__SOURCE DATA__
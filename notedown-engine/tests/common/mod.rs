//! Shared helpers for dialect integration tests

use notedown_engine::dialects::markdown::MarkdownDialect;
use notedown_engine::dialects::wiki::WikiDialect;
use notedown_engine::tree::{name, Element};
use notedown_engine::{BuilderConfig, Dialect, ParsedDocument};

pub const WIKI_HEADER: &str =
    "Content-Type: text/x-zim-wiki\nWiki-Format: zim 0.4\nCreation-Date: 2024-01-01T00:00:00\n";

pub fn parse_markdown(source: &str) -> ParsedDocument {
    MarkdownDialect::new(BuilderConfig::default())
        .expect("default config is valid")
        .parse(source)
        .expect("markdown import")
}

/// Parses a wiki page body, the metadata header prepended.
pub fn parse_wiki(body: &str) -> ParsedDocument {
    let source = format!("{WIKI_HEADER}{body}");
    WikiDialect::new(BuilderConfig::default())
        .expect("default config is valid")
        .parse(&source)
        .expect("wiki import")
}

/// Children of the slot: rich_text runs interleaved with anchors.
pub fn runs(doc: &ParsedDocument) -> &[Element] {
    assert_eq!(doc.tree.name, name::ROOT);
    &doc.tree.children[0].children
}

/// All run and anchor text concatenated in document order.
pub fn plain_text(doc: &ParsedDocument) -> String {
    runs(doc)
        .iter()
        .filter(|el| el.name == name::RICH_TEXT)
        .map(|el| el.text.as_str())
        .collect()
}
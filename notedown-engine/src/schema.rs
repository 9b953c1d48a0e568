//! Token schema definitions
//!
//!     A dialect is described by a table of token schemas. Each schema names the
//!     marker that opens it, how the scanner should treat the region that follows,
//!     and the action the dialect driver runs once the region is resolved.

/// State of a checkbox item in a to-do list
#[derive(Debug, Clone, Copy, PartialEq, Eq)]
pub enum CheckboxState {
    Unchecked,
    Ticked,
    Marked,
}

impl CheckboxState {
    /// Index into the three-glyph to-do character set
    pub fn glyph_index(self) -> usize {
        match self {
            CheckboxState::Unchecked => 0,
            CheckboxState::Ticked => 1,
            CheckboxState::Marked => 2,
        }
    }
}

/// What the driver does with a resolved token region
#[derive(Debug, Clone, Copy, PartialEq, Eq)]
pub enum TagAction {
    Bold,
    Italic,
    BoldItalic,
    Strikethrough,
    Monospace,
    /// Heading at a fixed level, `Scale(1)` is `h1`
    Scale(u8),
    /// Setext-style heading applied to the line already emitted
    ScaleRetro(u8),
    /// Wiki heading whose level is derived from the captured text
    WikiHeading,
    /// Bracketed link, `title](url` payload
    Link,
    /// Bare URL between angle brackets
    AutoLink,
    /// URL whose scheme prefix is the open marker itself
    UrlPrefix(&'static str),
    Image,
    Codebox,
    /// Bullet list item at the current indent level
    Bullet,
    /// One level of list indentation
    Indent,
    Todo(CheckboxState),
    /// Link to another page of the same notebook, recorded as broken
    PageLink,
    Superscript,
    Subscript,
    /// Captured text kept verbatim, markers dropped
    Verbatim,
    /// Captured text kept verbatim, markers restored around it
    PassThrough,
    HorizontalRule,
    TableRow,
    TableHeaderSeparator,
    Footnote,
    /// Marker pair recognized and discarded
    Ignore,
}

/// How the parser scans the region after an open marker
#[derive(Debug, Clone, PartialEq, Eq)]
pub enum ScanMode {
    /// Scan up to `close`, resolving nested markers on the way
    Delimited { close: String },
    /// Scan up to `close`, treating every other marker as literal text
    Raw { close: String },
    /// No close marker, the region runs to the end of the stream.
    /// `raw` selects whether the remainder is captured or re-parsed.
    ToStreamEnd { raw: bool },
}

impl ScanMode {
    pub fn close_tag(&self) -> Option<&str> {
        match self {
            ScanMode::Delimited { close } | ScanMode::Raw { close } => Some(close),
            ScanMode::ToStreamEnd { .. } => None,
        }
    }

    pub fn is_raw(&self) -> bool {
        matches!(self, ScanMode::Raw { .. })
    }
}

/// One row of a dialect's token table
#[derive(Debug, Clone, PartialEq, Eq)]
pub struct TokenSchema {
    pub open_tag: String,
    pub mode: ScanMode,
    pub action: TagAction,
    /// Open marker only matches at the start of the stream or right after a
    /// newline
    pub line_anchored: bool,
}

impl TokenSchema {
    pub fn delimited(open: &str, close: &str, action: TagAction) -> Self {
        TokenSchema {
            open_tag: open.to_owned(),
            mode: ScanMode::Delimited { close: close.to_owned() },
            action,
            line_anchored: false,
        }
    }

    /// A pair whose close marker is the open marker itself
    pub fn symmetric(tag: &str, action: TagAction) -> Self {
        Self::delimited(tag, tag, action)
    }

    pub fn raw(open: &str, close: &str, action: TagAction) -> Self {
        TokenSchema {
            open_tag: open.to_owned(),
            mode: ScanMode::Raw { close: close.to_owned() },
            action,
            line_anchored: false,
        }
    }

    /// Raw capture whose close marker equals the open marker
    pub fn symmetric_raw(tag: &str, action: TagAction) -> Self {
        Self::raw(tag, tag, action)
    }

    pub fn to_stream_end(open: &str, action: TagAction) -> Self {
        TokenSchema {
            open_tag: open.to_owned(),
            mode: ScanMode::ToStreamEnd { raw: false },
            action,
            line_anchored: false,
        }
    }

    pub fn to_stream_end_raw(open: &str, action: TagAction) -> Self {
        TokenSchema {
            open_tag: open.to_owned(),
            mode: ScanMode::ToStreamEnd { raw: true },
            action,
            line_anchored: false,
        }
    }

    /// Restricts the open marker to line starts
    pub fn at_line_start(mut self) -> Self {
        self.line_anchored = true;
        self
    }

    pub fn close_tag(&self) -> Option<&str> {
        self.mode.close_tag()
    }

    pub fn is_symmetrical(&self) -> bool {
        self.close_tag() == Some(self.open_tag.as_str())
    }
}
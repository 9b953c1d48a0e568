//! Incremental token matcher
//!
//!     Watches a single candidate span as the user types in front of it. Characters
//!     arrive through `feed`, edits behind the caret through `insert` and `erase`.
//!     All edit offsets are character distances from the caret, i.e. from the right
//!     end of the span; offset 0 is the caret itself.
//!
//!     The span is three segments: the open marker, the content, and the close
//!     marker. Until the open marker is committed the pending characters live in a
//!     candidate buffer; the same buffer then tracks the close marker as it is
//!     typed. Edits to the content of a finished span are applied in place, edits
//!     touching either marker re-scan the whole span from scratch.

use std::sync::Arc;

use crate::tokenizer::TokenTable;

/// Segment of the span an edit lands in
#[derive(Debug, Clone, Copy, PartialEq, Eq)]
enum Segment {
    Open,
    Content,
    Close,
}

#[derive(Debug, Clone, Copy)]
enum Edit {
    Insert,
    Erase,
}

#[derive(Debug)]
pub struct TokenMatcher {
    table: Arc<TokenTable>,
    open: String,
    content: String,
    close: String,
    // open marker in progress before commit, close marker in progress after
    candidate: String,
    found_open: bool,
    finished: bool,
}

impl TokenMatcher {
    pub fn new(table: Arc<TokenTable>) -> Self {
        TokenMatcher {
            table,
            open: String::new(),
            content: String::new(),
            close: String::new(),
            candidate: String::new(),
            found_open: false,
            finished: false,
        }
    }

    /// Whether an open marker has been committed
    pub fn has_open(&self) -> bool {
        self.found_open
    }

    /// Whether the close marker completed the span
    pub fn finished(&self) -> bool {
        self.finished
    }

    pub fn contents(&self) -> &str {
        &self.content
    }

    /// The whole span as typed, markers included
    pub fn raw_str(&self) -> String {
        let mut raw = String::with_capacity(
            self.open.len() + self.content.len() + self.close.len() + self.candidate.len(),
        );
        raw.push_str(self.open_segment());
        raw.push_str(&self.content);
        raw.push_str(self.close_segment());
        raw
    }

    pub fn reset(&mut self) {
        self.open.clear();
        self.content.clear();
        self.close.clear();
        self.candidate.clear();
        self.found_open = false;
        self.finished = false;
    }

    /// Feeds the next typed character. No-op once the span is finished.
    pub fn feed(&mut self, ch: char) {
        if self.finished {
            return;
        }
        if self.found_open {
            self.feed_close(ch);
        } else {
            self.feed_open(ch);
        }
    }

    /// Removes the character `offset` places behind the caret.
    ///
    /// Offset 0 is the last character of the span. Content edits leave the match
    /// state alone; marker edits re-scan, so erasing into the open marker can
    /// flip a finished span back to unfinished.
    pub fn erase(&mut self, offset: usize) {
        match self.locate(offset, Edit::Erase) {
            Some((Segment::Content, idx)) => {
                if let Some((pos, _)) = self.content.char_indices().nth(idx) {
                    self.content.remove(pos);
                }
            }
            Some((_, _)) => {
                let mut raw: Vec<char> = self.raw_str().chars().collect();
                let total = raw.len();
                raw.remove(total - 1 - offset);
                self.rescan(&raw);
            }
            None => {
                tracing::debug!(offset, "erase offset outside the span, ignored");
            }
        }
    }

    /// Inserts `ch` at the gap `offset` places behind the caret.
    ///
    /// Offset 0 is the caret itself, which for an unfinished span is a plain
    /// `feed`. Content inserts of a finished span keep it finished.
    pub fn insert(&mut self, ch: char, offset: usize) {
        if offset == 0 && !self.finished {
            self.feed(ch);
            return;
        }
        match self.locate(offset, Edit::Insert) {
            Some((Segment::Content, idx)) => {
                let pos = self
                    .content
                    .char_indices()
                    .nth(idx)
                    .map(|(p, _)| p)
                    .unwrap_or(self.content.len());
                self.content.insert(pos, ch);
            }
            Some((_, _)) => {
                let mut raw: Vec<char> = self.raw_str().chars().collect();
                let total = raw.len();
                raw.insert(total - offset, ch);
                self.rescan(&raw);
            }
            None => {
                tracing::debug!(offset, "insert offset outside the span, fed instead");
                self.feed(ch);
            }
        }
    }

    /// Drops the last character of the span, the usual backspace path.
    pub fn pop_back(&mut self) {
        if self.raw_str().is_empty() {
            return;
        }
        self.erase(0);
    }

    fn open_segment(&self) -> &str {
        if self.found_open { &self.open } else { &self.candidate }
    }

    fn close_segment(&self) -> &str {
        if !self.found_open {
            ""
        } else if self.finished {
            &self.close
        } else {
            &self.candidate
        }
    }

    /// Maps a caret-relative offset to its segment and the character (for an
    /// erase) or gap (for an insert) index from the segment's left edge. Insert
    /// offsets on a segment boundary belong to the marker segment, so marker
    /// extensions re-scan.
    fn locate(&self, offset: usize, edit: Edit) -> Option<(Segment, usize)> {
        let open_len = self.open_segment().chars().count();
        let content_len = self.content.chars().count();
        let close_len = self.close_segment().chars().count();
        let total = open_len + content_len + close_len;

        let abs = match edit {
            Edit::Insert => {
                if offset > total {
                    return None;
                }
                total - offset
            }
            Edit::Erase => {
                if offset >= total {
                    return None;
                }
                total - 1 - offset
            }
        };
        let seg = match edit {
            Edit::Insert => {
                if abs <= open_len {
                    (Segment::Open, abs)
                } else if abs <= open_len + content_len {
                    (Segment::Content, abs - open_len)
                } else {
                    (Segment::Close, abs - open_len - content_len)
                }
            }
            Edit::Erase => {
                if abs < open_len {
                    (Segment::Open, abs)
                } else if abs < open_len + content_len {
                    (Segment::Content, abs - open_len)
                } else {
                    (Segment::Close, abs - open_len - content_len)
                }
            }
        };
        Some(seg)
    }

    fn rescan(&mut self, raw: &[char]) {
        self.reset();
        for &ch in raw {
            self.feed(ch);
        }
    }

    /// Whether `marker` takes part in live matching. Line- and table-oriented
    /// markers never do, they only make sense to the batch parser.
    fn eligible(marker: &str) -> bool {
        !marker.contains('\n') && !marker.starts_with('|')
    }

    fn feed_open(&mut self, ch: char) {
        let mut probe = self.candidate.clone();
        probe.push(ch);
        let extends = self
            .table
            .open_markers_with_prefix(&probe)
            .any(Self::eligible);
        if extends {
            self.candidate = probe;
            // commit straight away when no longer marker can still win
            let exact = self.table.open_schema(&self.candidate).is_some();
            let longer = self
                .table
                .open_markers_with_prefix(&self.candidate)
                .any(|m| Self::eligible(m) && m.len() > self.candidate.len());
            if exact && !longer {
                self.commit_open();
            }
            return;
        }
        // ch does not extend the candidate: commit what we have if it is a
        // complete marker and re-feed ch, otherwise restart from ch
        if self.table.open_schema(&self.candidate).is_some() {
            self.commit_open();
            self.feed_close(ch);
            return;
        }
        self.candidate.clear();
        let restart = ch.to_string();
        if self
            .table
            .open_markers_with_prefix(&restart)
            .any(Self::eligible)
        {
            self.candidate = restart;
        }
    }

    fn commit_open(&mut self) {
        self.open = std::mem::take(&mut self.candidate);
        self.found_open = true;
        tracing::trace!(open = %self.open, "live match: open committed");
    }

    fn close_target(&self) -> Option<String> {
        self.table
            .open_schema(&self.open)
            .and_then(|schema| schema.close_tag())
            .filter(|close| !close.is_empty())
            .map(str::to_owned)
    }

    fn feed_close(&mut self, ch: char) {
        let Some(target) = self.close_target() else {
            // open-ended schema, everything after the marker is content
            self.content.push(ch);
            return;
        };
        let mut probe = self.candidate.clone();
        probe.push(ch);
        if target.starts_with(&probe) {
            if probe == target && !self.content.is_empty() {
                self.close = probe;
                self.candidate.clear();
                self.finished = true;
                tracing::trace!(open = %self.open, content = %self.content, "live match: finished");
                return;
            }
            if probe == target {
                // a close with nothing inside is content, not a match
                self.content.push_str(&probe);
                self.candidate.clear();
                return;
            }
            self.candidate = probe;
            return;
        }
        // the partial close turns out to be content
        self.content.push_str(&self.candidate);
        self.candidate.clear();
        if target.starts_with(ch) {
            self.candidate.push(ch);
            if self.candidate == target && !self.content.is_empty() {
                self.close = std::mem::take(&mut self.candidate);
                self.finished = true;
            }
        } else {
            self.content.push(ch);
        }
    }
}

__YOUR OBJECTIVE__
Your task for the entries above: copy exactly the span starting with the line with "marker that opens" and going on through the line with "resolved token region", both lines included, and nothing else.

__EXERCISE ANSWER__
//!     marker that opens it, how the scanner should treat the region that follows,
//!     and the action the dialect driver runs once the region is resolved.

/// State of a checkbox item in a to-do list
#[derive(Debug, Clone, Copy, PartialEq, Eq)]
pub enum CheckboxState {
    Unchecked,
    Ticked,
    Marked,
}

impl CheckboxState {
    /// Index into the three-glyph to-do character set
    pub fn glyph_index(self) -> usize {
        match self {
            CheckboxState::Unchecked => 0,
            CheckboxState::Ticked => 1,
            CheckboxState::Marked => 2,
        }
    }
}

/// What the driver does with a resolved token region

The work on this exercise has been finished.